Il presupposto è che la pandemia rimanga sotto controllo a livello globale e in Italia: una variabile che sta alla base delle già negative previsioni, contenute nel Bollettino economico della Banca d’Italia.
Il Pil italiano quest’anno dovrebbe infatti contrarsi del 9,5% per poi rimbalzare nel 2021 del +4,8%. “Se tuttavia emergessero nuovi focolai “rilevanti”, il Pil “potrebbe scendere di oltre il 13% quest’anno”, si legge nel report di Bankitalia. Le stime potrebbero diversamente migliorare con un rafforzamento delle politiche espansive all’esame dell’Unione europea. La contrazione, spiega Bankitalia, sarebbe “interamente a causa della riduzione registrata nel primo semestre, e recupererebbe nel prossimo biennio (+4,8% nel 2021 e +2,4% nel 2022)”.

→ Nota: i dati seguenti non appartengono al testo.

//! Scenario-based tests for mgpipe

#[path = "../helpers.rs"]
mod helpers;

mod configuration;
mod diet_resolution;
mod normalization;
mod worker_pool;
//! Abundance table loading and normalization check

use crate::core::error::{ColumnExcess, FileRole, PipelineError};
use std::path::Path;
use tracing::{debug, info};

/// Largest per-sample total accepted as "normalized"; the slack above 1.0
/// absorbs rounding in exported relative abundances
pub const NORMALIZATION_TOLERANCE: f64 = 1.01;

/// Relative abundances: one row per feature (organism), one column per sample
#[derive(Debug, Clone, PartialEq)]
pub struct AbundanceTable {
    /// Sample labels from the header row, label column excluded
    pub samples: Vec<String>,
    /// Feature labels from the first column
    pub features: Vec<String>,
    /// `values[row][sample]`; missing or non-numeric cells are 0.0
    pub values: Vec<Vec<f64>>,
}

impl AbundanceTable {
    /// Load a delimited table. The first row and first column are labels.
    pub fn from_path(path: &Path) -> Result<Self, PipelineError> {
        if !path.is_file() {
            return Err(PipelineError::missing(FileRole::Abundance, path));
        }
        if is_spreadsheet(path) {
            return Err(PipelineError::validation(
                "abundancePath",
                format!(
                    "{} is a spreadsheet workbook; export the table as CSV or TSV",
                    path.display()
                ),
            ));
        }
        let bytes = std::fs::read(path)?;
        let delimiter = delimiter_for(path, &bytes);
        debug!(
            "Reading abundance table {} (delimiter {:?})",
            path.display(),
            delimiter as char
        );
        Self::from_reader(&bytes[..], delimiter).map_err(|source| PipelineError::AbundanceParse {
            path: path.to_path_buf(),
            source,
        })
    }

    /// Parse a table from any reader with an explicit delimiter
    pub fn from_reader<R: std::io::Read>(reader: R, delimiter: u8) -> Result<Self, csv::Error> {
        let mut reader = csv::ReaderBuilder::new()
            .has_headers(false)
            .flexible(true)
            .trim(csv::Trim::All)
            .delimiter(delimiter)
            .from_reader(reader);

        let mut records = reader.byte_records();
        let samples: Vec<String> = match records.next() {
            Some(header) => header?.iter().skip(1).map(label).collect(),
            None => Vec::new(),
        };

        let mut features = Vec::new();
        let mut values = Vec::new();
        for record in records {
            let record = record?;
            if record.iter().all(<[u8]>::is_empty) {
                continue;
            }
            features.push(record.get(0).map(label).unwrap_or_default());
            let row = (0..samples.len())
                .map(|col| parse_cell(record.get(col + 1)))
                .collect();
            values.push(row);
        }

        Ok(Self {
            samples,
            features,
            values,
        })
    }

    pub fn sample_count(&self) -> usize {
        self.samples.len()
    }

    pub fn feature_count(&self) -> usize {
        self.features.len()
    }

    /// Per-sample totals, in sample order
    pub fn column_sums(&self) -> Vec<f64> {
        let mut sums = vec![0.0; self.samples.len()];
        for row in &self.values {
            for (sum, value) in sums.iter_mut().zip(row) {
                *sum += value;
            }
        }
        sums
    }
}

/// Checks that no sample's total abundance exceeds the tolerance
#[derive(Debug, Clone, Copy)]
pub struct AbundanceValidator {
    tolerance: f64,
}

impl Default for AbundanceValidator {
    fn default() -> Self {
        Self::new()
    }
}

impl AbundanceValidator {
    pub fn new() -> Self {
        Self::with_tolerance(NORMALIZATION_TOLERANCE)
    }

    pub fn with_tolerance(tolerance: f64) -> Self {
        Self { tolerance }
    }

    pub fn tolerance(&self) -> f64 {
        self.tolerance
    }

    /// Load the table at `path` and check it; returns the loaded table
    pub fn validate(&self, path: &Path) -> Result<AbundanceTable, PipelineError> {
        let table = AbundanceTable::from_path(path)?;
        self.check(&table)?;
        info!(
            "Abundance table {} is normalized ({} features x {} samples)",
            path.display(),
            table.feature_count(),
            table.sample_count()
        );
        Ok(table)
    }

    /// Check an already loaded table
    pub fn check(&self, table: &AbundanceTable) -> Result<(), PipelineError> {
        if table.samples.is_empty() {
            return Err(PipelineError::validation(
                "abundancePath",
                "abundance table has no sample columns",
            ));
        }

        let columns: Vec<ColumnExcess> = table
            .column_sums()
            .into_iter()
            .enumerate()
            .filter(|(_, total)| *total > self.tolerance)
            .map(|(index, total)| ColumnExcess {
                index,
                sample: table.samples[index].clone(),
                total,
            })
            .collect();

        if columns.is_empty() {
            Ok(())
        } else {
            Err(PipelineError::NotNormalized {
                tolerance: self.tolerance,
                columns,
            })
        }
    }
}

/// Labels keep undecodable bytes as U+FFFD instead of failing the table
fn label(bytes: &[u8]) -> String {
    String::from_utf8_lossy(bytes).into_owned()
}

fn parse_cell(cell: Option<&[u8]>) -> f64 {
    cell.and_then(|c| std::str::from_utf8(c).ok())
        .and_then(|c| c.parse::<f64>().ok())
        .filter(|v| v.is_finite())
        .unwrap_or(0.0)
}

/// Binary workbook formats the delimited reader cannot parse
const SPREADSHEET_EXTENSIONS: &[&str] = &["xlsx", "xlsm", "xlsb", "xls", "ods"];

fn is_spreadsheet(path: &Path) -> bool {
    path.extension()
        .and_then(|e| e.to_str())
        .map(|e| SPREADSHEET_EXTENSIONS.contains(&e.to_ascii_lowercase().as_str()))
        .unwrap_or(false)
}

/// Pick the delimiter from the extension, falling back to sniffing the
/// header line
fn delimiter_for(path: &Path, bytes: &[u8]) -> u8 {
    let ext = path
        .extension()
        .and_then(|e| e.to_str())
        .map(str::to_ascii_lowercase);
    match ext.as_deref() {
        Some("csv") => b',',
        Some("tsv") | Some("tab") => b'\t',
        _ => {
            let header = bytes.split(|b| *b == b'\n').next().unwrap_or(&[]);
            if header.contains(&b'\t') {
                b'\t'
            } else if header.contains(&b';') && !header.contains(&b',') {
                b';'
            } else {
                b','
            }
        }
    }
}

La ripresa sarebbe graduale: “Effetti persistenti sui consumi delle famiglie deriverebbero dal calo dell’occupazione e del reddito disponibile, ancorché mitigato dalle misure di sostegno; il peggioramento delle prospettive di domanda e della fiducia delle imprese inciderebbe sugli investimenti, la cui caduta nel 2020, segnalata anche dai sondaggi della Banca d’Italia, verrebbe in parte recuperata nel biennio 2021-22.
L’inflazione sarebbe pressoché nulla sia quest’anno sia il prossimo: i prezzi tornerebbero ad aumentare nel 2022, dell’1%”.
Sul fronte del lavoro Bankitalia evidenzia che in Italia si vedono i primi segnali “di arresto della caduta dell’occupazione e una ripresa della partecipazione al mercato del lavoro”. Si sottolinea anche che gli ammortizzatori sociali hanno attenuato il calo dell’occupazione e che sono cadute soprattutto le posizioni a termine. “L’ampio utilizzo della Cig, abbinato al blocco dei licenziamenti – si legge – ha mitigato l’impatto della crisi sul numero di occupati. I dati amministrativi sulle comunicazioni obbligatorie forniti dall’Agenzia nazionale per le politiche attive del lavoro segnalano che dal 23 febbraio, giorno precedente i primi provvedimenti per il contenimento del contagio, alla fine di aprile sono state rilevate circa 500.000 posizioni lavorative in meno rispetto allo stesso periodo del 2019, prevalentemente per la mancata attivazione di nuovi contratti a tempo determinato. In maggio, con la progressiva riapertura delle attività produttive, tale divario ha smesso di ampliarsi; anche i dati dell’Istat confermano un’attenuazione del calo dell’occupazione (al -0,4 per cento in maggio rispetto al -1,3 rilevato in aprile)”.
I prestiti alle imprese sono stati consistenti. “Le misure adottate dalla Bce e dal Governo hanno sostenuto il credito alle imprese, che ha accelerato in concomitanza con il forte incremento del fabbisogno di liquidità. In Italia la crescita dei prestiti alle imprese, negativa durante tutto l’anno precedente, ha raggiunto in maggio l’11,5 per cento (in ragione d’anno sui tre mesi)”, si legge. “L’espansione del credito, che ha inizialmente riguardato le società medio-grandi, si è poi estesa alle famiglie produttrici con la progressiva riduzione dei ritardi nell’implementazione delle misure adottate dall’Esecutivo”. Quanto alla produzione industriale, dopo la flessione dell’8,4% del primo trimestre, ha registrato un’ulteriore brusca caduta in aprile ma “con la graduale rimozione dei provvedimenti di chiusura l’attività industriale sarebbe tornata a crescere in maggio e giugno (complessivamente di circa il 40% rispetto ad aprile)”. Tuttavia, la produzione “rimarrebbe inferiore di quasi il 25% ai livelli precedenti la diffusione dell’epidemia”.